The decision tree classification gives an accuracy of 0.52 but I want to increase the accuracy. How can I increase the accuracy by using any of the classification model available in sklearn.

I have used knn, decision tree, and cross-validation but all of them gives less accuracy.

Thanks

import pandas as pd
from sklearn.model_selection import cross_val_score
from sklearn.model_selection import train_test_split
from sklearn.neighbors import KNeighborsClassifier
from sklearn.tree import DecisionTreeClassifier

#read from the csv file and return a Pandas DataFrame.
nba = pd.read_csv('wine.csv')

# print the column names
original_headers = list(nba.columns.values)
print(original_headers)

#print the first three rows.
print(nba[0:3])

# "Position (pos)" is the class attribute we are predicting. 
class_column = 'quality'

#The dataset contains attributes such as player name and team name. 
#We know that they are not useful for classification and thus do not 
#include them as features. 
feature_columns = ['fixed acidity', 'volatile acidity', 'citric     acid', 'residual sugar', 'chlorides', 'free sulfur dioxide', 'total sulfur         dioxide', 'density', 'pH','sulphates', 'alcohol']

#Pandas DataFrame allows you to select columns. 
#We use column selection to split the data into features and class. 
nba_feature = nba[feature_columns]
nba_class = nba[class_column]

print(nba_feature[0:3])
print(list(nba_class[0:3]))

train_feature, test_feature, train_class, test_class = \
train_test_split(nba_feature, nba_class, stratify=nba_class, \
train_size=0.75, test_size=0.25)

training_accuracy = []
test_accuracy = []

knn = KNeighborsClassifier(n_neighbors=5, metric='minkowski', p=1)
knn.fit(train_feature, train_class)
prediction = knn.predict(test_feature)
print("Test set predictions:\n{}".format(prediction))
print("Test set accuracy: {:.2f}".format(knn.score(test_feature, test_class)))

train_class_df = pd.DataFrame(train_class,columns=[class_column])     
train_data_df = pd.merge(train_class_df, train_feature, left_index=True, right_index=True)
train_data_df.to_csv('train_data.csv', index=False)

temp_df = pd.DataFrame(test_class,columns=[class_column])
temp_df['Predicted Pos']=pd.Series(prediction, index=temp_df.index)
test_data_df = pd.merge(temp_df, test_feature, left_index=True, right_index=True)
test_data_df.to_csv('test_data.csv', index=False)

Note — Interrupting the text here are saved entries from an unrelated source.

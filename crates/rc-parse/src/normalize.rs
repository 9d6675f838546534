//! Lowering of parsed build scripts onto the snapshot IR.
//!
//! Every spelling of a setting the DSLs allow (`compileSdk = 34`,
//! `compileSdkVersion 34`, `compileSdkVersion("android-34")`,
//! `compileSdk { version = release(34) }`) lands in the same
//! [`ModuleConfig`](rc_common::ModuleConfig) field. Values that only exist at
//! Gradle evaluation time (`flutter.minSdkVersion`) leave the field unset.
//!
//! Files of one snapshot are lowered in two passes: variables (`ext`,
//! `extra[...]`, `val`) first, so a root-project `ext.kotlin_version` is
//! visible to module scripts regardless of file order.

use once_cell::sync::Lazy;
use regex::Regex;
use std::collections::{BTreeSet, HashMap};
use tracing::debug;

use rc_common::model::plugin_ids;
use rc_common::{
    ApplicationMode, Coordinate, DependencyDeclaration, DependencyScope, PluginDeclaration,
    PluginOrigin, Provenance, Snapshot, ToolchainAxis, Version, VersionSpec,
};

use crate::tree::{Arg, AssignOp, Block, Call, Document, Node, Value};

/// `${expr}` or `$name` inside a string literal.
static INTERPOLATION: Lazy<Regex> =
    Lazy::new(|| Regex::new(r"\$\{([^}]+)\}|\$([A-Za-z_][A-Za-z0-9_]*)").unwrap());

/// Marker the lexer leaves for an escaped `\$`.
const ESCAPED_DOLLAR: char = '\u{0}';

/// Variable lookups nest at most this deep (guards `a = "$b"; b = "$a"`).
const MAX_RESOLVE_DEPTH: usize = 8;

/// Legacy classpath coordinates that carry a plugin.
const CLASSPATH_PLUGINS: &[(&str, &str)] = &[
    ("com.android.tools.build:gradle", plugin_ids::ANDROID_APPLICATION),
    ("org.jetbrains.kotlin:kotlin-gradle-plugin", plugin_ids::KOTLIN_ANDROID),
    ("com.google.gms:google-services", plugin_ids::GOOGLE_SERVICES),
];

/// Short plugin ids mapped to canonical ids.
const PLUGIN_ALIASES: &[(&str, &str)] = &[
    ("android", plugin_ids::ANDROID_APPLICATION),
    ("android-library", plugin_ids::ANDROID_LIBRARY),
    ("kotlin-android", plugin_ids::KOTLIN_ANDROID),
    ("kotlin-kapt", "org.jetbrains.kotlin.kapt"),
    ("kotlin-parcelize", "org.jetbrains.kotlin.plugin.parcelize"),
    ("com.google.gms.google-services", plugin_ids::GOOGLE_SERVICES),
];

/// Prefixes under which build scripts store shared variables.
const VARIABLE_PREFIXES: &[&str] = &[
    "rootProject.ext.",
    "project.ext.",
    "ext.",
    "rootProject.extra.",
    "project.extra.",
    "extra.",
];

/// Canonical form of a plugin id.
pub fn canonical_plugin_id(raw: &str) -> String {
    PLUGIN_ALIASES
        .iter()
        .find(|(alias, _)| *alias == raw)
        .map_or_else(|| raw.to_string(), |(_, id)| id.to_string())
}

/// Plugin carried by a classpath coordinate (`group:artifact`).
pub fn classpath_plugin(coordinate: &Coordinate) -> Option<&'static str> {
    let key = coordinate.to_string();
    CLASSPATH_PLUGINS
        .iter()
        .find(|(coord, _)| *coord == key)
        .map(|(_, id)| *id)
}

/// One parsed file of a snapshot.
pub struct SourceDocument<'a> {
    /// Path relative to the snapshot root (or the buffer label).
    pub path: &'a str,
    pub document: &'a Document,
}

/// Lower the documents of one snapshot.
pub fn lower(label: &str, files: &[SourceDocument<'_>]) -> Snapshot {
    let mut lowering = Lowering::new(label);
    for file in files {
        lowering.collect_variables(&file.document.nodes, &mut Vec::new());
    }
    for file in files {
        lowering.file = file.path.to_string();
        lowering.walk(&file.document.nodes, &mut Vec::new());
    }
    lowering.snapshot.provenance = provenance(label, files);
    lowering.finish()
}

fn provenance(label: &str, files: &[SourceDocument<'_>]) -> Provenance {
    let comments = || files.iter().flat_map(|f| f.document.comments.iter());
    let intent = comments()
        .find_map(|c| {
            let text = c.text.trim();
            let lower = text.to_ascii_lowercase();
            lower
                .starts_with("intent:")
                .then(|| text["intent:".len()..].trim().to_string())
        })
        .or_else(|| {
            files.iter().find_map(|f| {
                let first_code = f.document.first_code_line().unwrap_or(usize::MAX);
                f.document
                    .comments
                    .iter()
                    .find(|c| c.line < first_code && !c.text.is_empty())
                    .map(|c| c.text.lines().next().unwrap_or_default().trim().to_string())
            })
        })
        .filter(|s| !s.is_empty());
    Provenance {
        source: label.to_string(),
        intent,
    }
}

/// A `classpath` entry that maps to a plugin.
struct ClasspathPlugin {
    id: &'static str,
    version: Option<Version>,
    file: String,
    used: bool,
}
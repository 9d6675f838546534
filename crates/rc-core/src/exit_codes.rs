//! Exit codes for the reconcile CLI.
//!
//! Automation reads the outcome from the code, not from the report:
//! - 0: every module reconciled and the candidate was accepted
//! - 1: an open error-severity conflict, an unresolvable module or a
//!   rejected candidate
//! - 2: malformed input (snapshot documents, configuration, manifest);
//!   takes precedence over 1

/// Exit codes for reconcile runs.
///
/// These codes are a stable contract for automation.
#[derive(Debug, Clone, Copy, PartialEq, Eq, PartialOrd, Ord)]
#[repr(i32)]
pub enum ExitCode {
    /// Every module accepted.
    Accepted = 0,

    /// At least one module has blocking conflicts or was not accepted.
    Conflicts = 1,

    /// Some input could not be read or parsed.
    MalformedInput = 2,
}

impl ExitCode {
    /// Convert to i32 for process exit.
    pub fn as_i32(self) -> i32 {
        self as i32
    }

    pub fn is_success(self) -> bool {
        self == ExitCode::Accepted
    }

    /// Combine two outcomes; the more severe code wins.
    pub fn worst(self, other: ExitCode) -> ExitCode {
        self.max(other)
    }

    /// Get the code name as a string constant (for JSON output).
    pub fn code_name(&self) -> &'static str {
        match self {
            ExitCode::Accepted => "OK_ACCEPTED",
            ExitCode::Conflicts => "ERR_CONFLICTS",
            ExitCode::MalformedInput => "ERR_MALFORMED_INPUT",
        }
    }
}

impl From<ExitCode> for std::process::ExitCode {
    fn from(code: ExitCode) -> Self {
        std::process::ExitCode::from(code as u8)
    }
}

impl std::fmt::Display for ExitCode {
    fn fmt(&self, f: &mut std::fmt::Formatter<'_>) -> std::fmt::Result {
        write!(f, "{} ({})", self.code_name(), self.as_i32())
    }
}

#[cfg(test)]
mod tests {
    use super::*;

    #[test]
    fn test_exit_code_values() {
        assert_eq!(ExitCode::Accepted.as_i32(), 0);
        assert_eq!(ExitCode::Conflicts.as_i32(), 1);
        assert_eq!(ExitCode::MalformedInput.as_i32(), 2);
    }

    #[test]
    fn test_malformed_takes_precedence() {
        assert_eq!(
            ExitCode::Conflicts.worst(ExitCode::MalformedInput),
            ExitCode::MalformedInput
        );
        assert_eq!(
            ExitCode::Accepted.worst(ExitCode::Conflicts),
            ExitCode::Conflicts
        );
        assert_eq!(
            ExitCode::MalformedInput.worst(ExitCode::Accepted),
            ExitCode::MalformedInput
        );
    }

    #[test]
    fn test_display() {
        assert_eq!(ExitCode::Conflicts.to_string(), "ERR_CONFLICTS (1)");
        assert!(ExitCode::Accepted.is_success());
        assert!(!ExitCode::MalformedInput.is_success());
    }
}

tree = DecisionTreeClassifier(max_depth=4, random_state=0)
tree.fit(train_feature, train_class)
print("Training set score: {:.3f}".format(tree.score(train_feature, train_class)))
print("Test set score Decision: {:.3f}".format(tree.score(test_feature, test_class)))

prediction = tree.predict(test_feature)
print("Confusion matrix:")
print(pd.crosstab(test_class, prediction, rownames=['True'], colnames=['Predicted'], margins=True))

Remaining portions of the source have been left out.